No last updated date.
Millions of Cable Modems Vulnerable audiotx communicator v1.4f crack by tsrh to Easy Attack by Henry Casey of Toms Guide Apr 8, 2016 Popular cable modem vulnerable to remote reboot/reset flaw by Darren Pauli of The Register April 11, 2016 According to this May 8, 2016 report Comcast has updated modems.As far as I know the attacks are local, not remote.This has links to updated firmware for all affected models.Logic security flaw in TP-link - t by Amitay Dan CEO at Cybermoon July 1, 2016 TP-link lost control of two domains used to configure routers and Wi-Fi extenders by me July 4, 2016.The bug, discovered by SEC Consult, allows authenticated users to inject arbitrary commands into the web interface.A number of flaws stand out.If a router wasn't using the defaults I looked up the default diablo 3 latest patch wont username and password on the manufactures website.
The worm prevents users from using some inbound ports, and opens outbound ports through which it spreads to other routers.
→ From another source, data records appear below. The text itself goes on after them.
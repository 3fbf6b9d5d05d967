//! Type-safe identifier wrappers around [`Uuid`].
//!
//! Agents and events have strongly-typed IDs to prevent accidental mixing
//! of identifiers at compile time. IDs are generated app-side with UUID v4;
//! the database stores them as native `uuid` columns.

use serde::{Deserialize, Serialize};
use ts_rs::TS;
use uuid::Uuid;

/// Generates a newtype wrapper around [`Uuid`] with standard derives.
macro_rules! define_id {
    (
        $(#[$meta:meta])*
        $name:ident
    ) => {
        $(#[$meta])*
        #[derive(Debug, Clone, Copy, PartialEq, Eq, PartialOrd, Ord, Hash, Serialize, Deserialize, TS)]
        #[ts(export, export_to = "bindings/")]
        pub struct $name(pub Uuid);

        impl $name {
            /// Create a new random identifier.
            pub fn new() -> Self {
                Self(Uuid::new_v4())
            }

            /// Return the inner [`Uuid`] value.
            pub const fn into_inner(self) -> Uuid {
                self.0
            }
        }

        impl Default for $name {
            fn default() -> Self {
                Self::new()
            }
        }

        impl core::fmt::Display for $name {
            fn fmt(&self, f: &mut core::fmt::Formatter<'_>) -> core::fmt::Result {
                write!(f, "{}", self.0)
            }
        }

        impl From<Uuid> for $name {
            fn from(id: Uuid) -> Self {
                Self(id)
            }
        }

        impl From<$name> for Uuid {
            fn from(id: $name) -> Self {
                id.0
            }
        }
    };
}

define_id! {
    /// Unique identifier for an agent in the simulation.
    AgentId
}

define_id! {
    /// Unique identifier for an event in the event log.
    EventId
}
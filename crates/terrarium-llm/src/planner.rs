//! Decision planner: turns an agent's state snapshot into an [`Action`].
//!
//! The planner renders the prompts, calls the generator, and parses the
//! response. It is deliberately infallible from the caller's point of
//! view: a generation failure or an unparsable response produces the
//! deterministic default action instead of an error. The fallback is
//! structurally indistinguishable from a model-produced action; it is
//! only visible in logs.

use std::sync::Arc;

use tracing::warn;

use terrarium_types::{Action, MoodLabel, NOBODY};

use crate::client::TextGenerator;
use crate::parse;
use crate::prompt::PromptSet;

/// Sampling temperature for decision calls.
const DECISION_TEMPERATURE: f32 = 0.7;

/// Per-agent decision planner.
///
/// Holds the agent's immutable identity (name, personality) and shared
/// handles to the generator and template set.
pub struct Planner {
    agent_name: String,
    personality: String,
    generator: Arc<TextGenerator>,
    prompts: Arc<PromptSet>,
}

impl Planner {
    /// Create a planner for one agent.
    pub fn new(
        agent_name: impl Into<String>,
        personality: impl Into<String>,
        generator: Arc<TextGenerator>,
        prompts: Arc<PromptSet>,
    ) -> Self {
        Self {
            agent_name: agent_name.into(),
            personality: personality.into(),
            generator,
            prompts,
        }
    }

    /// Decide the next action from a state snapshot.
    ///
    /// Never fails: any upstream problem (template render, generation,
    /// parsing, missing fields) collapses into the default action --
    /// a message to the first peer (or the "nobody" sentinel) with a
    /// templated line naming the agent and mood.
    pub async fn decide(
        &self,
        mood: MoodLabel,
        recent_memories: &[String],
        peer_names: &[String],
        relations_summary: &str,
    ) -> Action {
        let recent_text = if recent_memories.is_empty() {
            String::from("no recent events")
        } else {
            recent_memories.join(" ")
        };
        let peers_text = peer_names.join(", ");

        let system = match self
            .prompts
            .agent_system(&self.agent_name, &self.personality, mood)
        {
            Ok(s) => s,
            Err(e) => {
                warn!(agent = self.agent_name, error = %e, "system prompt render failed");
                return self.fallback(mood, peer_names, relations_summary);
            }
        };
        let user = match self
            .prompts
            .agent_action(&recent_text, relations_summary, &peers_text)
        {
            Ok(u) => u,
            Err(e) => {
                warn!(agent = self.agent_name, error = %e, "action prompt render failed");
                return self.fallback(mood, peer_names, relations_summary);
            }
        };

        let response = match self
            .generator
            .generate(&user, Some(&system), DECISION_TEMPERATURE)
            .await
        {
            Ok(r) => r,
            Err(e) => {
                warn!(agent = self.agent_name, error = %e, "generation failed, using fallback action");
                return self.fallback(mood, peer_names, relations_summary);
            }
        };

        match parse::extract_action(&response) {
            Ok(action) => action,
            Err(e) => {
                warn!(
                    agent = self.agent_name,
                    error = %e,
                    raw_response = response,
                    "unparsable response, using fallback action"
                );
                self.fallback(mood, peer_names, relations_summary)
            }
        }
    }

    /// The deterministic default action.
    fn fallback(&self, mood: MoodLabel, peer_names: &[String], relations_summary: &str) -> Action {
        let target = peer_names
            .first()
            .cloned()
            .unwrap_or_else(|| NOBODY.to_owned());
        Action::Message {
            target,
            content: format!(
                "Hi, I'm {}. I'm in a {} mood. Relations: {}",
                self.agent_name, mood, relations_summary
            ),
        }
    }
}
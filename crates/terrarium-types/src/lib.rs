//! Shared type definitions for the Terrarium simulation.
//!
//! This crate is the single source of truth for the types that cross
//! crate boundaries in the Terrarium workspace. Wire-facing types flow
//! downstream to `TypeScript` via `ts-rs` for the observer frontend.
//!
//! # Modules
//!
//! - [`ids`] -- Type-safe UUID wrappers for entity identifiers
//! - [`mood`] -- Mood/relation label vocabularies and the one mapping table
//! - [`action`] -- The tagged per-turn agent decision
//! - [`event`] -- Immutable world event records and agent seed rows
//! - [`history`] -- Read-side views over persisted history
//! - [`payload`] -- Live-update payloads pushed over the `WebSocket`

pub mod action;
pub mod event;
pub mod history;
pub mod ids;
pub mod mood;
pub mod payload;

// Re-export all public types at crate root for convenience.
pub use action::{Action, NOBODY};
pub use event::{AgentSeed, EventRecord};
pub use history::{RelationshipView, StoredEvent, mood_adjusted_strength};
pub use ids::{AgentId, EventId};
pub use mood::{MoodLabel, PersistedMood, RelationKind, SCALE_MAX, SCALE_MIN, clamp_scale};
pub use payload::{BroadcastPayload, MoodUpdate};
Details to be documented in ICS-cert Advisory.Most of the vulnerabilities can be exploited remotely, some without authentication.Enter the routers password here and click the submit button.Some of the functions, such as rebooting the router, can be exploited straight away by an unauthenticated attacker.One issue is an authentication bypass vulnerability, the other is a hard-coded cryptographic key.The main goal of the malware is to change the DNS servers in the router.This is the second time the FTC has gone after insecure routers.And the mechanism ultimately uses a secret passphrase.By Pedro Ribeiro of Agile Information Security.